* _Information_
━━━

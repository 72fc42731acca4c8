//! Rule table for entity detection
//!
//! Rules are declared in TOML (`patterns/redaction_rules.toml` is embedded as
//! the default) and compiled once into a [`PatternRegistry`]. Each `[[rule]]`
//! names an entity label and a priority rank; lower ranks win overlapping
//! spans in the resolver. `[[structural]]` records register the ranks of the
//! recognizers that are code rather than a single expression (person names),
//! so that the whole precedence order lives in one table.

use crate::anonymization::detector::validators::Validator;
use crate::anonymization::models::{CandidateSpan, EntityType};
use anyhow::{bail, Context, Result};
use regex::Regex;
use serde::Deserialize;
use std::collections::{HashMap, HashSet};
use std::path::Path;

/// Default look-behind window for context and exclusion checks, in characters
pub const DEFAULT_WINDOW: usize = 48;

/// Rule definition from TOML
#[derive(Debug, Clone, Deserialize)]
pub struct RuleDefinition {
    pub name: String,
    /// Entity type label (e.g. `BIRTH_ID`)
    pub entity: String,
    pub priority: u32,
    /// Value expression (fancy-regex syntax)
    pub pattern: String,
    /// Capture group holding the value
    #[serde(default)]
    pub group: usize,
    /// Required label immediately before the match
    #[serde(default)]
    pub context: Option<String>,
    /// Required text immediately after the value
    #[serde(default)]
    pub context_after: Option<String>,
    #[serde(default)]
    pub exclude_before: Vec<String>,
    #[serde(default)]
    pub exclude_after: Vec<String>,
    #[serde(default)]
    pub validator: Option<String>,
    #[serde(default)]
    pub window: Option<usize>,
    #[serde(default)]
    pub ignore_case: bool,
    /// Also run over the tagged text during the end-scan
    #[serde(default)]
    pub end_scan: bool,
    /// Skip the primary pass; the rule only sweeps what is left untagged
    #[serde(default)]
    pub end_scan_only: bool,
}

/// Precedence record for a code-based recognizer
#[derive(Debug, Clone, Deserialize)]
pub struct StructuralDefinition {
    pub name: String,
    pub entity: String,
    pub priority: u32,
    #[serde(default)]
    pub contextual: bool,
}

#[derive(Debug, Deserialize)]
struct RuleTable {
    #[serde(default, rename = "rule")]
    rules: Vec<RuleDefinition>,
    #[serde(default, rename = "structural")]
    structural: Vec<StructuralDefinition>,
}

/// Compiled rule with its context checks
#[derive(Debug, Clone)]
pub struct CompiledRule {
    pub name: String,
    pub entity_type: EntityType,
    pub priority: u32,
    pub end_scan: bool,
    pub end_scan_only: bool,
    pattern: fancy_regex::Regex,
    group: usize,
    context: Option<Regex>,
    context_after: Option<Regex>,
    exclude_before: Option<Regex>,
    exclude_after: Option<Regex>,
    validator: Option<Validator>,
    window: usize,
}

/// Precedence entry for a structural recognizer
#[derive(Debug, Clone, PartialEq, Eq)]
pub struct StructuralRule {
    pub name: String,
    pub entity_type: EntityType,
    pub priority: u32,
    pub contextual: bool,
}

impl CompiledRule {
    fn compile(def: &RuleDefinition) -> Result<Self> {
        let entity_type = EntityType::from_label(&def.entity)
            .with_context(|| format!("Unknown entity label in rule '{}': {}", def.name, def.entity))?;
        if def.end_scan_only && !def.end_scan {
            bail!("Rule '{}' is end_scan_only but not flagged end_scan", def.name);
        }

        let source = if def.ignore_case {
            format!("(?i){}", def.pattern)
        } else {
            def.pattern.clone()
        };
        let pattern = fancy_regex::Regex::new(&source)
            .with_context(|| format!("Invalid pattern in rule '{}': {}", def.name, def.pattern))?;

        let context = def
            .context
            .as_deref()
            .map(|ctx| compile_aux(&def.name, &format!(r"(?i)(?:{ctx})[\s:=\-–.#]*$")))
            .transpose()?;
        let context_after = def
            .context_after
            .as_deref()
            .map(|ctx| compile_aux(&def.name, &format!(r"(?i)^\s*(?:{ctx})")))
            .transpose()?;
        let exclude_before = alternation(&def.exclude_before)
            .map(|alt| compile_aux(&def.name, &format!(r"(?i)(?:{alt})\s*$")))
            .transpose()?;
        let exclude_after = alternation(&def.exclude_after)
            .map(|alt| compile_aux(&def.name, &format!(r"(?i)^\s*(?:{alt})")))
            .transpose()?;

        let validator = def
            .validator
            .as_deref()
            .map(|v| {
                v.parse::<Validator>()
                    .map_err(|e| anyhow::anyhow!("Rule '{}': {e}", def.name))
            })
            .transpose()?;

        Ok(Self {
            name: def.name.clone(),
            entity_type,
            priority: def.priority,
            end_scan: def.end_scan,
            end_scan_only: def.end_scan_only,
            pattern,
            group: def.group,
            context,
            context_after,
            exclude_before,
            exclude_after,
            validator,
            window: def.window.unwrap_or(DEFAULT_WINDOW).max(1),
        })
    }

    /// Whether the rule only fires next to a label
    pub fn is_contextual(&self) -> bool {
        self.context.is_some() || self.context_after.is_some()
    }

    /// All value spans of this rule in `text`.
    ///
    /// A match rejected by its context, exclusions or validator does not
    /// consume its text: the search resumes one character after its start.
    pub fn find(&self, text: &str) -> Result<Vec<CandidateSpan>> {
        let mut spans = Vec::new();
        let mut pos = 0;

        while pos <= text.len() {
            let caps = self
                .pattern
                .captures_from_pos(text, pos)
                .with_context(|| format!("Pattern evaluation failed in rule '{}'", self.name))?;
            let Some(caps) = caps else {
                break;
            };
            let Some(whole) = caps.get(0) else {
                break;
            };

            let accepted = caps
                .get(self.group)
                .filter(|value| self.accepts(text, whole.start(), value.start(), value.end()));

            match accepted {
                Some(value) => {
                    spans.push(
                        CandidateSpan::new(
                            value.start(),
                            value.end(),
                            self.entity_type,
                            value.as_str(),
                            self.priority,
                            self.name.as_str(),
                        )
                        .with_context(self.is_contextual()),
                    );
                    pos = if whole.end() > whole.start() {
                        whole.end()
                    } else {
                        next_boundary(text, whole.end())
                    };
                }
                None => pos = next_boundary(text, whole.start()),
            }
        }

        Ok(spans)
    }

    fn accepts(&self, text: &str, match_start: usize, start: usize, end: usize) -> bool {
        let value = &text[start..end];
        if value.trim().is_empty() {
            return false;
        }

        if let Some(ctx) = &self.context {
            if !ctx.is_match(window_before(text, match_start, self.window)) {
                return false;
            }
        }
        if let Some(ex) = &self.exclude_before {
            if ex.is_match(window_before(text, start, self.window)) {
                return false;
            }
        }

        let after = window_after(text, end, self.window);
        if let Some(ctx) = &self.context_after {
            if !ctx.is_match(after) {
                return false;
            }
        }
        if let Some(ex) = &self.exclude_after {
            if ex.is_match(after) {
                return false;
            }
        }

        self.validator.map_or(true, |v| v.check(value))
    }
}

/// Byte offset of the character after the one at `pos`
fn next_boundary(text: &str, pos: usize) -> usize {
    text[pos..]
        .chars()
        .next()
        .map_or(text.len() + 1, |c| pos + c.len_utf8())
}

fn compile_aux(rule: &str, source: &str) -> Result<Regex> {
    Regex::new(source).with_context(|| format!("Invalid context expression in rule '{rule}': {source}"))
}

fn alternation(parts: &[String]) -> Option<String> {
    if parts.is_empty() {
        None
    } else {
        Some(parts.join("|"))
    }
}

/// Up to `chars` characters ending at byte offset `end`
fn window_before(text: &str, end: usize, chars: usize) -> &str {
    let head = &text[..end];
    let start = head
        .char_indices()
        .rev()
        .nth(chars - 1)
        .map(|(i, _)| i)
        .unwrap_or(0);
    &head[start..]
}

/// Up to `chars` characters starting at byte offset `start`
fn window_after(text: &str, start: usize, chars: usize) -> &str {
    let tail = &text[start..];
    let end = tail
        .char_indices()
        .nth(chars)
        .map(|(i, _)| i)
        .unwrap_or(tail.len());
    &tail[..end]
}

/// Compiled rule table
#[derive(Debug, Clone)]
pub struct PatternRegistry {
    rules: Vec<CompiledRule>,
    structural: HashMap<String, StructuralRule>,
}

impl PatternRegistry {
    /// Load a rule table from a TOML file
    pub fn from_file<P: AsRef<Path>>(path: P) -> Result<Self> {
        let content = std::fs::read_to_string(path.as_ref()).with_context(|| {
            format!("Failed to read pattern library: {}", path.as_ref().display())
        })?;

        Self::from_toml(&content)
    }

    /// Compile and validate a rule table
    pub fn from_toml(content: &str) -> Result<Self> {
        let table: RuleTable =
            toml::from_str(content).context("Failed to parse pattern library TOML")?;

        let mut seen = HashSet::new();
        let mut rules = Vec::with_capacity(table.rules.len());
        for def in &table.rules {
            if !seen.insert(def.name.clone()) {
                bail!("Duplicate rule name: {}", def.name);
            }
            rules.push(CompiledRule::compile(def)?);
        }

        let mut structural = HashMap::new();
        for def in &table.structural {
            if !seen.insert(def.name.clone()) {
                bail!("Duplicate rule name: {}", def.name);
            }
            let entity_type = EntityType::from_label(&def.entity).with_context(|| {
                format!("Unknown entity label in structural rule '{}': {}", def.name, def.entity)
            })?;
            structural.insert(
                def.name.clone(),
                StructuralRule {
                    name: def.name.clone(),
                    entity_type,
                    priority: def.priority,
                    contextual: def.contextual,
                },
            );
        }

        let registry = Self { rules, structural };
        registry.check_precedence()?;
        Ok(registry)
    }

    /// Built-in Czech rule table
    pub fn default_rules() -> Result<Self> {
        let default_toml = include_str!("../../../../patterns/redaction_rules.toml");
        Self::from_toml(default_toml)
    }

    pub fn rules(&self) -> &[CompiledRule] {
        &self.rules
    }

    /// Rules run over raw text in the primary pass
    pub fn primary_rules(&self) -> impl Iterator<Item = &CompiledRule> {
        self.rules.iter().filter(|r| !r.end_scan_only)
    }

    /// Rules flagged for the end-scan pass
    pub fn end_scan_rules(&self) -> impl Iterator<Item = &CompiledRule> {
        self.rules.iter().filter(|r| r.end_scan)
    }

    pub fn rule(&self, name: &str) -> Option<&CompiledRule> {
        self.rules.iter().find(|r| r.name == name)
    }

    pub fn structural(&self, name: &str) -> Option<&StructuralRule> {
        self.structural.get(name)
    }

    /// A context-bearing rule must rank ahead of every context-free rule
    /// of the same entity type.
    fn check_precedence(&self) -> Result<()> {
        let entries = self
            .rules
            .iter()
            .map(|r| (r.name.as_str(), r.entity_type, r.priority, r.is_contextual()))
            .chain(
                self.structural
                    .values()
                    .map(|s| (s.name.as_str(), s.entity_type, s.priority, s.contextual)),
            )
            .collect::<Vec<_>>();

        for &(ctx_name, ctx_type, ctx_priority, contextual) in &entries {
            if !contextual {
                continue;
            }
            for &(name, entity_type, priority, other_contextual) in &entries {
                if !other_contextual && entity_type == ctx_type && priority <= ctx_priority {
                    bail!(
                        "Context-free rule '{name}' (priority {priority}) outranks contextual rule \
                         '{ctx_name}' (priority {ctx_priority}) for {ctx_type}"
                    );
                }
            }
        }
        Ok(())
    }
}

━━━

* _Task requirements_
Please set down exactly the lines running from the one with "r.entity_type, r.priority, r.is_contextual()))" to the last line of the entries above, both of them included, and no others.

* _Exercise answer_
            .map(|r| (r.name.as_str(), r.entity_type, r.priority, r.is_contextual()))
            .chain(
                self.structural
                    .values()
                    .map(|s| (s.name.as_str(), s.entity_type, s.priority, s.contextual)),
            )
            .collect::<Vec<_>>();

        for &(ctx_name, ctx_type, ctx_priority, contextual) in &entries {
            if !contextual {
                continue;
            }
            for &(name, entity_type, priority, other_contextual) in &entries {
                if !other_contextual && entity_type == ctx_type && priority <= ctx_priority {
                    bail!(
                        "Context-free rule '{name}' (priority {priority}) outranks contextual rule \
                         '{ctx_name}' (priority {ctx_priority}) for {ctx_type}"
                    );
                }
            }
        }
        Ok(())
    }
}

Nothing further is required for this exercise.